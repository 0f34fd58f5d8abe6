use parking_lot::Mutex;
use sen_domain::repositories::trading_data::TradingDataProvider;
use std::sync::Arc;

/// Provider handle injected into the navigation controller and every view.
pub type SharedTradingData = Arc<Mutex<dyn TradingDataProvider + Send>>;

pub fn share<P>(provider: P) -> SharedTradingData
where
    P: TradingDataProvider + Send + 'static,
{
    Arc::new(Mutex::new(provider))
}
use chrono::{DateTime, Utc};
use serde::{Deserialize, Serialize};

#[derive(Debug, Clone, PartialEq, Serialize, Deserialize)]
pub struct ProfitData {
    pub timestamp: DateTime<Utc>,
    /// Profit or loss booked during the period ending at `timestamp`.
    pub profit: f64,
    pub cumulative_profit: f64,
}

......

Retrieve each line from the records above where the word "Deserialize" occurs.

use serde::{Deserialize, Serialize};
#[derive(Debug, Clone, PartialEq, Serialize, Deserialize)]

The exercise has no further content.